The more CEOs trust AI, the more exhausted their employees are
The above stories reflect the growing gap between leaders' expectations and workers' actual experiences.
This is evidenced by research conducted by Stanford University and BetterUp Labs on 1,150 full-time employees in the US, showing that AI does not bring the expected efficiency but also creates the "workslop" phenomenon.
That is the situation where AI-generated content seems neat on the outside but lacks depth, lacks context, and is not of good enough quality to get the job done.
Instead of saving time, the fact that content creators only need to enter commands and transfer the results from AI to colleagues causes the recipient to have to re-read, verify, correct errors or start over.

According to the survey, nearly 20% of this phenomenon originates from superiors, resulting in many employees being tired of spending extra hours handling these errors.
Another study by ActivTrak on more than 10,500 users within 180 days before and after AI application also showed results contrary to expectations.
Research shows that using AI not only does not help reduce but also causes time spent on work tasks to increase sharply from 27% to 346%.
Specifically, time spent processing repetitive tasks such as email increased by 104%, chat and texting activities increased by 145%, and time spent using task management tools increased by 94%.

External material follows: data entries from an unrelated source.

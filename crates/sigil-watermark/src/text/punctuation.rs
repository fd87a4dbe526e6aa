//! Punctuation-substitution channel
//!
//! Fixed visible-equivalent pairs: `.` ↔ `…`, `-` ↔ `–`, `"` ↔ `“`/`”`,
//! `'` ↔ `‘`/`’`. The original glyph encodes bit 0, the alternative
//! bit 1. Candidate positions are occurrences of either member of a
//! pair, so re-embedding over already-marked text rewrites cleanly.
//!
//! Curly quotes carry an open/close distinction the straight forms do
//! not: embedding emits the opening glyph at even-numbered occurrences
//! of that quote kind and the closing glyph at odd ones, and decoding
//! accepts either glyph as bit 1.

use tracing::warn;

use crate::bits::BitString;
use crate::error::{Result, WatermarkError};

const ELLIPSIS: char = '…';
const EN_DASH: char = '–';
const LEFT_DOUBLE: char = '\u{201C}';
const RIGHT_DOUBLE: char = '\u{201D}';
const LEFT_SINGLE: char = '\u{2018}';
const RIGHT_SINGLE: char = '\u{2019}';

#[derive(Debug, Clone, Copy, PartialEq, Eq)]
enum PairKind {
    Period,
    Hyphen,
    DoubleQuote,
    SingleQuote,
}

fn classify(c: char) -> Option<(PairKind, bool)> {
    match c {
        '.' => Some((PairKind::Period, false)),
        ELLIPSIS => Some((PairKind::Period, true)),
        '-' => Some((PairKind::Hyphen, false)),
        EN_DASH => Some((PairKind::Hyphen, true)),
        '"' => Some((PairKind::DoubleQuote, false)),
        LEFT_DOUBLE | RIGHT_DOUBLE => Some((PairKind::DoubleQuote, true)),
        '\'' => Some((PairKind::SingleQuote, false)),
        LEFT_SINGLE | RIGHT_SINGLE => Some((PairKind::SingleQuote, true)),
        _ => None,
    }
}

/// Number of candidate positions the carrier offers.
pub fn candidate_count(text: &str) -> usize {
    text.chars().filter(|&c| classify(c).is_some()).count()
}

/// Embed a framed bit sequence into the text's punctuation positions.
pub fn embed(text: &str, frame: &BitString) -> Result<String> {
    let available = candidate_count(text);
    if available < frame.len() {
        warn!(
            needed = frame.len(),
            available, "punctuation channel carrier too small"
        );
        return Err(WatermarkError::InsufficientCarrierCapacity {
            needed: frame.len(),
            available,
        });
    }

    let mut out = String::with_capacity(text.len());
    let mut index = 0;
    let mut double_quote_seen = 0usize;
    let mut single_quote_seen = 0usize;

    for c in text.chars() {
        let Some((kind, _)) = classify(c) else {
            out.push(c);
            continue;
        };

        // occurrence parity decides open vs close for curly quotes
        let occurrence = match kind {
            PairKind::DoubleQuote => {
                double_quote_seen += 1;
                double_quote_seen - 1
            }
            PairKind::SingleQuote => {
                single_quote_seen += 1;
                single_quote_seen - 1
            }
            _ => 0,
        };

        match frame.get(index) {
            Some(bit) => out.push(render(kind, bit, occurrence)),
            None => out.push(c),
        }
        index += 1;
    }

    Ok(out)
}

fn render(kind: PairKind, bit: bool, occurrence: usize) -> char {
    let opening = occurrence % 2 == 0;
    match (kind, bit) {
        (PairKind::Period, false) => '.',
        (PairKind::Period, true) => ELLIPSIS,
        (PairKind::Hyphen, false) => '-',
        (PairKind::Hyphen, true) => EN_DASH,
        (PairKind::DoubleQuote, false) => '"',
        (PairKind::DoubleQuote, true) => {
            if opening {
                LEFT_DOUBLE
            } else {
                RIGHT_DOUBLE
            }
        }
        (PairKind::SingleQuote, false) => '\'',
        (PairKind::SingleQuote, true) => {
            if opening {
                LEFT_SINGLE
            } else {
                RIGHT_SINGLE
            }
        }
    }
}

/// Walk every candidate position left-to-right and emit its bit.
pub fn extract(text: &str) -> BitString {
    text.chars()
        .filter_map(classify)
        .map(|(_, is_alternative)| is_alternative)
        .collect()
}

What's more, this report also doesn't note any groups of activities where AI actually helps users save time.
Contrary to expectations of making work easier, AI causes employees to multitask more and spend less time on complex tasks that require deep concentration.
Even due to pressure from superiors to use AI to create high productivity, many people experience "brain burn", which means mental fatigue due to using or monitoring AI beyond cognitive ability.
Steve McGarvey, a user experience designer in North Carolina (USA), believes that many leaders today are assuming AI is the "savior".
However, if you do not have the ability to judge or have expertise in your field, trusting AI completely can harm the user or negatively affect the entire work group.